--- Provided records ---

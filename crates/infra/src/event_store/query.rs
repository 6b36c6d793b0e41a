//! Event query interface for auditing and debugging.
//!
//! Read-only access to the append-only store, with filters and pagination.
//! This backs the `GET /events` audit surface.

use chrono::{DateTime, Utc};
use serde::{Deserialize, Serialize};
use shopforge_core::AggregateId;

use crate::event_store::{EventStoreError, StoredEvent};

/// Pagination parameters for event queries.
#[derive(Debug, Clone, Copy, Serialize, Deserialize)]
pub struct Pagination {
    /// Maximum number of events to return.
    pub limit: u32,
    /// Offset for pagination (0-based).
    pub offset: u32,
}

impl Default for Pagination {
    fn default() -> Self {
        Self {
            limit: 50,
            offset: 0,
        }
    }
}

impl Pagination {
    pub fn new(limit: Option<u32>, offset: Option<u32>) -> Self {
        Self {
            limit: limit.unwrap_or(50).min(1000), // Cap at 1000 for safety
            offset: offset.unwrap_or(0),
        }
    }
}

/// Filter criteria for event queries. All fields are optional and AND-ed.
#[derive(Debug, Clone, Default, Serialize, Deserialize)]
pub struct EventFilter {
    pub aggregate_id: Option<AggregateId>,
    /// e.g. "inventory.stock".
    pub aggregate_type: Option<String>,
    /// e.g. "inventory.stock.movement_recorded".
    pub event_type: Option<String>,
    pub occurred_after: Option<DateTime<Utc>>,
    pub occurred_before: Option<DateTime<Utc>>,
}

impl EventFilter {
    /// Whether a stored event satisfies every set criterion.
    pub fn matches(&self, event: &StoredEvent) -> bool {
        if let Some(id) = self.aggregate_id {
            if event.aggregate_id != id {
                return false;
            }
        }
        if let Some(ref at) = self.aggregate_type {
            if &event.aggregate_type != at {
                return false;
            }
        }
        if let Some(ref et) = self.event_type {
            if &event.event_type != et {
                return false;
            }
        }
        if let Some(after) = self.occurred_after {
            if event.occurred_at < after {
                return false;
            }
        }
        if let Some(before) = self.occurred_before {
            if event.occurred_at > before {
                return false;
            }
        }
        true
    }
}

/// Paginated event query result.
#[derive(Debug, Clone, Serialize, Deserialize)]
pub struct EventQueryResult {
    pub events: Vec<StoredEvent>,
    /// Total number of events matching the filter (across all pages).
    pub total: u64,
    pub pagination: Pagination,
    pub has_more: bool,
}

/// Async query interface for event inspection.
#[async_trait::async_trait]
pub trait EventQuery: Send + Sync {
    /// Query events with optional filters and pagination.
    ///
    /// Events are ordered by occurred_at (descending), then sequence_number
    /// (ascending) for equal timestamps.
    async fn query_events(
        &self,
        filter: EventFilter,
        pagination: Pagination,
    ) -> Result<EventQueryResult, EventStoreError>;

    /// Get events for a specific aggregate stream, in sequence order.
    async fn get_aggregate_events(
        &self,
        aggregate_id: AggregateId,
        pagination: Option<Pagination>,
    ) -> Result<EventQueryResult, EventStoreError> {
        let filter = EventFilter {
            aggregate_id: Some(aggregate_id),
            ..Default::default()
        };
        self.query_events(filter, pagination.unwrap_or_default())
            .await
    }

    /// Get a single event by its ID.
    async fn get_event_by_id(
        &self,
        event_id: uuid::Uuid,
    ) -> Result<Option<StoredEvent>, EventStoreError>;
}

#[cfg(test)]
mod tests {
    use super::*;
    use serde_json::json;

    fn stored(aggregate_type: &str, event_type: &str) -> StoredEvent {
        StoredEvent {
            event_id: uuid::Uuid::now_v7(),
            aggregate_id: AggregateId::new(),
            aggregate_type: aggregate_type.to_string(),
            sequence_number: 1,
            event_type: event_type.to_string(),
            event_version: 1,
            occurred_at: Utc::now(),
            payload: json!({}),
        }
    }

    #[test]
    fn empty_filter_matches_everything() {
        let filter = EventFilter::default();
        assert!(filter.matches(&stored("catalog.product", "catalog.product.created")));
    }

    #[test]
    fn filters_are_conjunctive() {
        let e = stored("inventory.stock", "inventory.stock.movement_recorded");

        let filter = EventFilter {
            aggregate_type: Some("inventory.stock".to_string()),
            event_type: Some("inventory.stock.opened".to_string()),
            ..Default::default()
        };
        assert!(!filter.matches(&e));

        let filter = EventFilter {
            aggregate_type: Some("inventory.stock".to_string()),
            event_type: Some("inventory.stock.movement_recorded".to_string()),
            ..Default::default()
        };
        assert!(filter.matches(&e));
    }

    #[test]
    fn pagination_caps_limit() {
        let p = Pagination::new(Some(5000), None);
        assert_eq!(p.limit, 1000);
        assert_eq!(p.offset, 0);
    }
}
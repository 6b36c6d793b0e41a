//! Tracing/logging initialization.

use tracing_subscriber::EnvFilter;

/// Initialize tracing/logging for the process.
///
/// `RUST_LOG` controls filtering (default `info`). Output is JSON lines
/// for log shippers; `LOG_FORMAT=pretty` switches to human-readable
/// output for local runs.
///
/// Safe to call multiple times (subsequent calls are no-ops).
pub fn init() {
    let filter = EnvFilter::try_from_default_env().unwrap_or_else(|_| EnvFilter::new("info"));

    let pretty = std::env::var("LOG_FORMAT")
        .map(|v| v == "pretty")
        .unwrap_or(false);

    let builder = tracing_subscriber::fmt()
        .with_env_filter(filter)
        .with_timer(tracing_subscriber::fmt::time::SystemTime)
        .with_target(false);

    let _ = if pretty {
        builder.try_init()
    } else {
        builder.json().try_init()
    };
}
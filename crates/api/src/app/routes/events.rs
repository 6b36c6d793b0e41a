//! Read-only event inspection over the append-only store, for auditing
//! and debugging.

use std::sync::Arc;

use axum::{
    extract::{Extension, Path, Query},
    http::StatusCode,
    response::IntoResponse,
    routing::get,
    Json, Router,
};
use chrono::{DateTime, Utc};
use serde::Deserialize;

use shopforge_auth::perms;
use shopforge_core::AggregateId;
use shopforge_infra::event_store::{EventFilter, EventQueryResult, Pagination, StoredEvent};

use crate::app::routes::parse_aggregate_id;
use crate::app::services::AppServices;
use crate::app::errors;
use crate::authz::require;
use crate::context::PrincipalContext;

#[derive(Debug, Deserialize)]
pub struct EventListQuery {
    pub aggregate_id: Option<String>,
    pub aggregate_type: Option<String>,
    pub event_type: Option<String>,
    pub occurred_after: Option<DateTime<Utc>>,
    pub occurred_before: Option<DateTime<Utc>>,
    pub limit: Option<u32>,
    pub offset: Option<u32>,
}

pub fn router() -> Router {
    Router::new()
        .route("/", get(list_events))
        .route("/aggregates/:id", get(list_aggregate_events))
        .route("/:event_id", get(get_event))
}

pub async fn list_events(
    Extension(services): Extension<Arc<AppServices>>,
    Extension(principal): Extension<PrincipalContext>,
    Query(query): Query<EventListQuery>,
) -> axum::response::Response {
    if let Err(res) = require(&principal, &perms::EVENTS_READ) {
        return res;
    }

    let aggregate_id = match query.aggregate_id {
        Some(raw) => match parse_aggregate_id(&raw, "invalid aggregate id") {
            Ok(v) => Some(v),
            Err(res) => return res,
        },
        None => None,
    };

    let filter = EventFilter {
        aggregate_id,
        aggregate_type: query.aggregate_type,
        event_type: query.event_type,
        occurred_after: query.occurred_after,
        occurred_before: query.occurred_before,
    };
    let pagination = Pagination::new(query.limit, query.offset);

    match services.query_events(filter, pagination).await {
        Ok(result) => query_result_response(result),
        Err(e) => errors::json_error(
            StatusCode::INTERNAL_SERVER_ERROR,
            "query_failed",
            format!("failed to query events: {e:?}"),
        ),
    }
}

pub async fn list_aggregate_events(
    Extension(services): Extension<Arc<AppServices>>,
    Extension(principal): Extension<PrincipalContext>,
    Path(id): Path<String>,
    Query(query): Query<EventListQuery>,
) -> axum::response::Response {
    if let Err(res) = require(&principal, &perms::EVENTS_READ) {
        return res;
    }
    let aggregate_id: AggregateId = match parse_aggregate_id(&id, "invalid aggregate id") {
        Ok(v) => v,
        Err(res) => return res,
    };
    let pagination = Some(Pagination::new(query.limit, query.offset));

    match services.get_aggregate_events(aggregate_id, pagination).await {
        Ok(result) => query_result_response(result),
        Err(e) => errors::json_error(
            StatusCode::INTERNAL_SERVER_ERROR,
            "query_failed",
            format!("failed to query events: {e:?}"),
        ),
    }
}

pub async fn get_event(
    Extension(services): Extension<Arc<AppServices>>,
    Extension(principal): Extension<PrincipalContext>,
    Path(event_id): Path<String>,
) -> axum::response::Response {
    if let Err(res) = require(&principal, &perms::EVENTS_READ) {
        return res;
    }
    let event_id = match event_id.parse::<uuid::Uuid>() {
        Ok(v) => v,
        Err(_) => return errors::json_error(StatusCode::BAD_REQUEST, "invalid_id", "invalid event id"),
    };

    match services.get_event_by_id(event_id).await {
        Ok(Some(event)) => (StatusCode::OK, Json(event_to_json(&event))).into_response(),
        Ok(None) => errors::json_error(StatusCode::NOT_FOUND, "not_found", "event not found"),
        Err(e) => errors::json_error(
            StatusCode::INTERNAL_SERVER_ERROR,
            "query_failed",
            format!("failed to load event: {e:?}"),
        ),
    }
}

fn query_result_response(result: EventQueryResult) -> axum::response::Response {
    (
        StatusCode::OK,
        Json(serde_json::json!({
            "events": result.events.iter().map(event_to_json).collect::<Vec<_>>(),
            "total": result.total,
            "pagination": {
                "limit": result.pagination.limit,
                "offset": result.pagination.offset,
            },
            "has_more": result.has_more,
        })),
    )
        .into_response()
}

fn event_to_json(event: &StoredEvent) -> serde_json::Value {
    serde_json::json!({
        "event_id": event.event_id,
        "aggregate_id": event.aggregate_id,
        "aggregate_type": event.aggregate_type,
        "sequence_number": event.sequence_number,
        "event_type": event.event_type,
        "event_version": event.event_version,
        "occurred_at": event.occurred_at,
        "payload": event.payload,
    })
}
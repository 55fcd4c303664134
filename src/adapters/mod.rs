//! Adapters: concrete implementations of the hexagonal port traits.
//!
//! | Adapter     | Implements        | Connects to               |
//! |-------------|-------------------|---------------------------|
//! | `log_sink`  | EventSink         | Serial log output         |
//! | `nvs`       | ConfigPort        | NVS / in-memory store     |
//! |             | CredentialStore   |                           |
//! | `time`      | Clock             | ESP32 system timer        |
//! | `transport` | Transport         | Loopback session          |
//!
//! Sensor and LED adapters live with their drivers
//! ([`SensorHub`](crate::sensors::SensorHub),
//! [`GpioPulseOutput`](crate::drivers::pulse::GpioPulseOutput)).

pub mod log_sink;
pub mod nvs;
pub mod time;
pub mod transport;
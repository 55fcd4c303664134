//! Port traits: the hexagonal boundary between domain logic and the outside world.
//!
//! ```text
//!   Adapter ──▶ Port trait ──▶ EventDispatcher (domain)
//! ```
//!
//! Driven adapters (transport, sensors, LED output, clock, config and
//! credential storage, event sinks) implement these traits.  The
//! [`EventDispatcher`](super::dispatcher::EventDispatcher) consumes them via
//! generics, so the domain core never touches hardware or sockets directly.
//!
//! Every port method is non-blocking: anything that takes time (a network
//! handshake, a server acknowledgement) is reported back later as a
//! [`TransportEvent`] polled from the control loop.

use crate::config::NodeConfig;
use crate::error::{CommsError, RegistryError, SensorError};
use crate::resource::{DeliveryStatus, ResourcePath};

// ───────────────────────────────────────────────────────────────
// Transport port (management-server session)
// ───────────────────────────────────────────────────────────────

/// Something the transport collaborator observed since the last poll.
#[derive(Debug, Clone, PartialEq, Eq)]
pub enum TransportEvent {
    /// Network and security handshake completed.
    Ready,
    /// Bring-up or registration failed.
    Error(CommsError),
    /// The collaborator gave up waiting for the server.
    Timeout,
    /// The server accepted the registration.
    RegistrationAck,
    /// The server accepted the deregistration.
    DeregistrationAck,
    /// An established session dropped.
    ConnectionLost,
    /// Remote READ of a resource.
    RemoteRead { path: ResourcePath },
    /// Remote WRITE of a resource.
    RemoteWrite { path: ResourcePath, value: String },
    /// Remote EXECUTE of a resource.
    RemoteExecute { path: ResourcePath, arg: String },
    /// Delivery outcome of a previously sent notification.
    NotifyResult {
        path: ResourcePath,
        status: DeliveryStatus,
    },
}

/// Answer to a remote request.
#[derive(Debug, Clone, Copy, PartialEq, Eq)]
pub enum RemoteResponse<'a> {
    /// READ succeeded.
    Content(&'a str),
    /// WRITE committed.
    Changed,
    /// EXECUTE accepted (the work itself runs later on the control loop).
    Accepted,
    /// Request rejected.
    Rejected(RegistryError),
}

/// Session with the remote management server.
///
/// The wire protocol lives entirely behind this trait.  Requests are
/// fire-and-forget; outcomes come back through [`Transport::poll_event`].
pub trait Transport {
    /// Start network bring-up and the security handshake.
    fn connect(&mut self);

    /// Announce the device and its resources.
    fn register(&mut self, resources: &[ResourcePath]);

    /// Ask the server to drop the registration.
    fn deregister(&mut self);

    /// Send an observation notification with the resource's current value.
    fn notify(&mut self, path: &ResourcePath, value: &str);

    /// Reply to a remote READ / WRITE / EXECUTE.
    fn respond(&mut self, path: &ResourcePath, response: RemoteResponse<'_>);

    /// Take the next pending event, if any.  Must not block.
    fn poll_event(&mut self) -> Option<TransportEvent>;
}

// ───────────────────────────────────────────────────────────────
// Sensor port (driven adapter: hardware → domain)
// ───────────────────────────────────────────────────────────────

/// Read-side port: the domain calls this to obtain sensor data.
pub trait SensorPort {
    /// Temperature in °C.
    fn read_temperature(&mut self) -> Result<f32, SensorError>;

    /// Acceleration in g, `[x, y, z]`.
    fn read_acceleration(&mut self) -> Result<[f32; 3], SensorError>;
}

// ───────────────────────────────────────────────────────────────
// Digital output port (driven adapter: domain → LED)
// ───────────────────────────────────────────────────────────────

/// Single on/off output used for blink pulses.
pub trait DigitalOutput {
    /// Drive the output.  `active` is the logical state; polarity is the
    /// adapter's business.
    fn set(&mut self, active: bool);
}

// ───────────────────────────────────────────────────────────────
// Clock port
// ───────────────────────────────────────────────────────────────

/// Monotonic millisecond clock.
pub trait Clock {
    fn now_ms(&self) -> u64;
}

// ───────────────────────────────────────────────────────────────
// Credential store port
// ───────────────────────────────────────────────────────────────

/// Mounted storage holding the device's server credentials.
pub trait CredentialStore {
    /// `true` once the store is mounted and credentials are present.
    fn is_ready(&self) -> bool;
}

// ───────────────────────────────────────────────────────────────
// Event sink port (driven adapter: domain → logging / telemetry)
// ───────────────────────────────────────────────────────────────

/// The domain emits structured [`AppEvent`](super::events::AppEvent)s
/// through this port.  Registration state changes and notification
/// delivery results reach the surrounding application this way.
pub trait EventSink {
    fn emit(&mut self, event: &super::events::AppEvent);
}

// ───────────────────────────────────────────────────────────────
// Configuration port (driven adapter: domain ↔ persistent config)
// ───────────────────────────────────────────────────────────────

/// Loads and persists node configuration.
///
/// Implementations MUST validate config values before persisting and
/// reject invalid ranges with [`ConfigError::ValidationFailed`] rather
/// than clamping them.
pub trait ConfigPort {
    /// Load configuration from persistent storage.
    /// Returns [`NodeConfig::default()`] if no stored config exists.
    fn load(&self) -> Result<NodeConfig, ConfigError>;

    /// Validate and persist configuration.
    fn save(&self, config: &NodeConfig) -> Result<(), ConfigError>;
}

// ───────────────────────────────────────────────────────────────
// Error types
// ───────────────────────────────────────────────────────────────

/// Errors from [`ConfigPort`] operations.
#[derive(Debug)]
pub enum ConfigError {
    /// Stored config failed deserialization.
    Corrupted,
    /// A config field failed range validation.
    ValidationFailed(&'static str),
    /// Generic I/O error from the storage backend.
    IoError,
}

impl core::fmt::Display for ConfigError {
    fn fmt(&self, f: &mut core::fmt::Formatter<'_>) -> core::fmt::Result {
        match self {
            Self::Corrupted => write!(f, "config corrupted"),
            Self::ValidationFailed(msg) => write!(f, "validation failed: {}", msg),
            Self::IoError => write!(f, "I/O error"),
        }
    }
}
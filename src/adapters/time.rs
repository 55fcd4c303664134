//! Monotonic clock adapter.
//!
//! - **`target_os = "espidf"`**: wraps `esp_timer_get_time()` from the
//!   ESP-IDF high-resolution timer (microsecond precision, monotonic).
//! - **`not(target_os = "espidf")`**: uses `std::time::Instant` for
//!   host-side testing and simulation.

use crate::app::ports::Clock;

pub struct MonotonicClock {
    #[cfg(not(target_os = "espidf"))]
    start: std::time::Instant,
}

impl Default for MonotonicClock {
    fn default() -> Self {
        Self::new()
    }
}

impl MonotonicClock {
    pub fn new() -> Self {
        Self {
            #[cfg(not(target_os = "espidf"))]
            start: std::time::Instant::now(),
        }
    }

    /// Microseconds since boot.
    #[cfg(target_os = "espidf")]
    pub fn uptime_us(&self) -> u64 {
        // SAFETY: reads the free-running RTC counter; no preconditions.
        (unsafe { esp_idf_svc::sys::esp_timer_get_time() }) as u64
    }

    /// Microseconds since construction.
    #[cfg(not(target_os = "espidf"))]
    pub fn uptime_us(&self) -> u64 {
        self.start.elapsed().as_micros() as u64
    }
}

impl Clock for MonotonicClock {
    fn now_ms(&self) -> u64 {
        self.uptime_us() / 1_000
    }
}
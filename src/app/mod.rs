//! Application core: pure domain logic, zero I/O.
//!
//! This module contains the rules for the node: which resources exist,
//! how remote requests and hardware events reach them, and how the
//! registration lifecycle is driven.  All interaction with hardware and
//! the network happens through **port traits** defined in [`ports`], so
//! this layer is fully testable without real peripherals.

pub mod commands;
pub mod dispatcher;
pub mod events;
pub mod ports;
pub mod resources;
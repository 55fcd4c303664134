//! MMA7660 3-axis accelerometer (I²C, 6-bit, ±1.5 g).
//!
//! Registers 0x00..0x02 hold X, Y, Z as 6-bit two's complement values.
//! Bit 6 (`ALERT`) is set when the sample was being updated during the
//! read; the datasheet says to discard it and read again.  The device
//! powers up in standby, so [`Accelerometer::init`] writes active mode.

use embedded_hal::i2c::I2c;

use crate::error::SensorError;

pub const MMA7660_DEFAULT_ADDR: u8 = 0x4C;

const REG_XOUT: u8 = 0x00;
const REG_MODE: u8 = 0x07;
const MODE_ACTIVE: u8 = 0x01;
const ALERT_BIT: u8 = 0x40;
const COUNTS_PER_G: f32 = 21.33;

pub struct Accelerometer {
    address: u8,
    active: bool,
}

impl Accelerometer {
    pub fn new(address: u8) -> Self {
        Self {
            address,
            active: false,
        }
    }

    /// Put the device in active (measuring) mode.
    pub fn init<B: I2c>(&mut self, bus: &mut B) -> Result<(), SensorError> {
        bus.write(self.address, &[REG_MODE, MODE_ACTIVE])
            .map_err(|_| SensorError::BusError)?;
        self.active = true;
        Ok(())
    }

    pub fn is_active(&self) -> bool {
        self.active
    }

    /// Read acceleration in g, `[x, y, z]`.
    pub fn read<B: I2c>(&mut self, bus: &mut B) -> Result<[f32; 3], SensorError> {
        if !self.active {
            self.init(bus)?;
        }
        let mut buf = [0u8; 3];
        bus.write_read(self.address, &[REG_XOUT], &mut buf)
            .map_err(|_| SensorError::BusError)?;

        let mut out = [0.0f32; 3];
        for (axis, reg) in out.iter_mut().zip(buf) {
            *axis = counts_to_g(reg)?;
        }
        Ok(out)
    }
}

/// Decode one axis register.  `NotReady` when the alert bit is set.
pub fn counts_to_g(reg: u8) -> Result<f32, SensorError> {
    if reg & ALERT_BIT != 0 {
        return Err(SensorError::NotReady);
    }
    // Sign-extend bit 5.
    let counts = ((reg << 2) as i8) >> 2;
    Ok(f32::from(counts) / COUNTS_PER_G)
}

---

(Exercise details) Return all lines from the entries that contain the string "optional".

(Task solution)
/// Filter criteria for event queries. All fields are optional and AND-ed.
    /// Query events with optional filters and pagination.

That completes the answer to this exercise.